──────── Provided data ────────

use std::collections::HashMap;
use std::sync::atomic::{AtomicBool, AtomicU64, Ordering};
use std::sync::{Arc, Mutex};
use std::time::Duration;

use chrono::{DateTime, Utc};
use tokio::sync::{watch, Mutex as AsyncMutex, MutexGuard as AsyncMutexGuard};
use uuid::Uuid;

use super::challenge::{ChallengeAnchor, ChallengeIssuer};
use super::errors::OtpError;
use super::form::LoginForm;
use super::guard::{AuthObserver, AuthSnapshot, IdentityChange};
use super::resolver::AuthorizationResolver;
use crate::constants::MAX_LOGIN_FORMS_PER_SESSION;
use crate::identity_client::Identity;

/// Owner of a mounted login form. Outstanding operations hold the lock; a detached
/// slot has been unmounted and its results are ignored.
#[derive(Debug)]
pub struct LoginFormSlot {
    mount_order: u64,
    detached: AtomicBool,
    form: AsyncMutex<LoginForm>,
}

impl LoginFormSlot {
    fn new(form: LoginForm, mount_order: u64) -> Self {
        Self {
            mount_order,
            detached: AtomicBool::new(false),
            form: AsyncMutex::new(form),
        }
    }

    pub fn is_detached(&self) -> bool {
        self.detached.load(Ordering::SeqCst)
    }

    /// Rejects instead of queueing when another send/confirm is outstanding.
    pub fn try_lock(&self) -> Result<AsyncMutexGuard<'_, LoginForm>, OtpError> {
        if self.is_detached() {
            return Err(OtpError::FormClosed);
        }
        self.form
            .try_lock()
            .map_err(|_| OtpError::OperationInProgress)
    }

    /// Marks the slot detached and disposes its widget now, or as soon as the
    /// outstanding operation releases the form.
    pub fn detach(&self, issuer: &dyn ChallengeIssuer) {
        self.detached.store(true, Ordering::SeqCst);
        if let Ok(mut form) = self.form.try_lock() {
            form.unmount(issuer);
        }
    }
}

pub struct Session {
    id: Uuid,
    expires_at: DateTime<Utc>,
    identity_tx: watch::Sender<IdentityChange>,
    auth_rx: watch::Receiver<AuthSnapshot>,
    forms: Mutex<HashMap<Uuid, Arc<LoginFormSlot>>>,
    mounts: AtomicU64,
}

impl Session {
    fn open(id: Uuid, expires_at: DateTime<Utc>, resolver: Arc<AuthorizationResolver>) -> Self {
        let (identity_tx, identity_rx) = watch::channel(IdentityChange::default());
        let auth_rx = AuthObserver::spawn(identity_rx, resolver);
        Self {
            id,
            expires_at,
            identity_tx,
            auth_rx,
            forms: Mutex::new(HashMap::new()),
            mounts: AtomicU64::new(0),
        }
    }

    pub fn id(&self) -> Uuid {
        self.id
    }

    pub fn expires_at(&self) -> DateTime<Utc> {
        self.expires_at
    }

    pub fn is_expired(&self) -> bool {
        self.expires_at <= Utc::now()
    }

    pub fn identity(&self) -> Option<Identity> {
        self.identity_tx.borrow().identity.clone()
    }

    fn publish(&self, identity: Option<Identity>) -> u64 {
        let mut revision = 0;
        self.identity_tx.send_modify(|change| {
            change.revision += 1;
            change.identity = identity;
            revision = change.revision;
        });
        revision
    }

    #[tracing::instrument(name = "Session sign in", skip(self, identity), fields(session_id = %self.id, identity_id = %identity.id))]
    pub fn sign_in(&self, identity: Identity) -> u64 {
        self.publish(Some(identity))
    }

    #[tracing::instrument(name = "Session sign out", skip(self), fields(session_id = %self.id))]
    pub fn sign_out(&self) -> u64 {
        self.publish(None)
    }

    /// Re-runs authorization for the current identity.
    pub fn refresh(&self) -> u64 {
        let identity = self.identity();
        self.publish(identity)
    }

    pub fn subscribe(&self) -> watch::Receiver<AuthSnapshot> {
        self.auth_rx.clone()
    }

    pub fn current(&self) -> AuthSnapshot {
        self.auth_rx.borrow().clone()
    }

    /// Waits until the snapshot reflects the latest identity change and is no longer loading.
    /// After `wait` the error carries a loading snapshot, never one older than that change.
    pub async fn settled(&self, wait: Duration) -> Result<AuthSnapshot, AuthSnapshot> {
        let target = self.identity_tx.borrow().revision;
        let mut rx = self.subscribe();
        let outcome = tokio::time::timeout(
            wait,
            rx.wait_for(|s| s.revision >= target && !s.loading),
        )
        .await;
        match outcome {
            Ok(Ok(snapshot)) => Ok(snapshot.clone()),
            _ => {
                let current = self.current();
                if current.revision < target {
                    Err(AuthSnapshot::pending(target, self.identity()))
                } else {
                    Err(current)
                }
            }
        }
    }

    /// Mounts a new form. Past the per-session limit the oldest form is unmounted.
    pub fn mount_form(
        &self,
        anchor: ChallengeAnchor,
        otp_timeout: Duration,
        issuer: &dyn ChallengeIssuer,
    ) -> (Uuid, Arc<LoginFormSlot>) {
        let form = LoginForm::new(anchor, otp_timeout);
        let form_id = form.id();
        let mount_order = self.mounts.fetch_add(1, Ordering::SeqCst);
        let slot = Arc::new(LoginFormSlot::new(form, mount_order));
        let mut evicted = vec![];
        if let Ok(mut forms) = self.forms.lock() {
            while forms.len() >= MAX_LOGIN_FORMS_PER_SESSION {
                let oldest = forms
                    .iter()
                    .min_by_key(|(_, slot)| slot.mount_order)
                    .map(|(id, _)| *id);
                match oldest.and_then(|id| forms.remove(&id)) {
                    Some(slot) => evicted.push(slot),
                    None => break,
                }
            }
            forms.insert(form_id, slot.clone());
        }
        for old in evicted {
            tracing::debug!(session_id = %self.id, "Unmounting oldest login form");
            old.detach(issuer);
        }
        (form_id, slot)
    }

    pub fn form_count(&self) -> usize {
        self.forms.lock().map(|forms| forms.len()).unwrap_or_default()
    }

    pub fn form(&self, form_id: &Uuid) -> Option<Arc<LoginFormSlot>> {
        self.forms
            .lock()
            .ok()
            .and_then(|forms| forms.get(form_id).cloned())
    }

    pub fn unmount_form(&self, form_id: &Uuid, issuer: &dyn ChallengeIssuer) -> bool {
        let slot = self
            .forms
            .lock()
            .ok()
            .and_then(|mut forms| forms.remove(form_id));
        match slot {
            Some(slot) => {
                slot.detach(issuer);
                true
            }
            None => false,
        }
    }

    fn unmount_all(&self, issuer: &dyn ChallengeIssuer) {
        let slots: Vec<_> = match self.forms.lock() {
            Ok(mut forms) => forms.drain().map(|(_, slot)| slot).collect(),
            Err(_) => vec![],
        };
        for slot in slots {
            slot.detach(issuer);
        }
    }
}

/// In-process registry of browser sessions.
pub struct SessionHub {
    sessions: Mutex<HashMap<Uuid, Arc<Session>>>,
    resolver: Arc<AuthorizationResolver>,
    issuer: Arc<dyn ChallengeIssuer>,
    ttl: chrono::Duration,
}

impl SessionHub {
    pub fn new(
        resolver: Arc<AuthorizationResolver>,
        issuer: Arc<dyn ChallengeIssuer>,
        ttl_hours: i64,
    ) -> Self {
        Self {
            sessions: Mutex::new(HashMap::new()),
            resolver,
            issuer,
            ttl: chrono::Duration::hours(ttl_hours),
        }
    }

    pub fn issuer(&self) -> &Arc<dyn ChallengeIssuer> {
        &self.issuer
    }

    pub fn open(&self) -> Arc<Session> {
        let session = Arc::new(Session::open(
            Uuid::new_v4(),
            Utc::now() + self.ttl,
            self.resolver.clone(),
        ));
        if let Ok(mut sessions) = self.sessions.lock() {
            sessions.insert(session.id(), session.clone());
        }
        tracing::info!(session_id = %session.id(), "Session opened");
        session
    }

    pub fn get(&self, session_id: &Uuid) -> Option<Arc<Session>> {
        let session = self
            .sessions
            .lock()
            .ok()
            .and_then(|sessions| sessions.get(session_id).cloned())?;
        if session.is_expired() {
            self.close(session_id);
            return None;
        }
        Some(session)
    }

    pub fn close(&self, session_id: &Uuid) -> bool {
        let session = self
            .sessions
            .lock()
            .ok()
            .and_then(|mut sessions| sessions.remove(session_id));
        match session {
            Some(session) => {
                session.unmount_all(self.issuer.as_ref());
                true
            }
            None => false,
        }
    }

    /// Re-resolves every session signed in as `identity_id`, after a role change.
    pub fn refresh_identity(&self, identity_id: &str) -> usize {
        let sessions: Vec<Arc<Session>> = match self.sessions.lock() {
            Ok(sessions) => sessions.values().cloned().collect(),
            Err(_) => return 0,
        };
        sessions
            .iter()
            .filter(|s| s.identity().is_some_and(|i| i.id == identity_id))
            .map(|s| s.refresh())
            .count()
    }

    #[tracing::instrument(name = "Prune expired sessions", skip(self))]
    pub fn prune(&self) -> usize {
        let expired: Vec<Arc<Session>> = match self.sessions.lock() {
            Ok(mut sessions) => {
                let ids: Vec<Uuid> = sessions
                    .iter()
                    .filter(|(_, s)| s.is_expired())
                    .map(|(id, _)| *id)
                    .collect();
                ids.iter().filter_map(|id| sessions.remove(id)).collect()
            }
            Err(_) => vec![],
        };
        for session in &expired {
            session.unmount_all(self.issuer.as_ref());
        }
        if !expired.is_empty() {
            tracing::info!("Pruned {} expired sessions", expired.len());
        }
        expired.len()
    }

    pub fn len(&self) -> usize {
        self.sessions.lock().map(|s| s.len()).unwrap_or_default()
    }

    pub fn is_empty(&self) -> bool {
        self.len() == 0
    }
}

────────

» Work order
For the word "ChallengeAnchor", say how many lines of the listing include it; give nothing but the number.

» Expected answer
2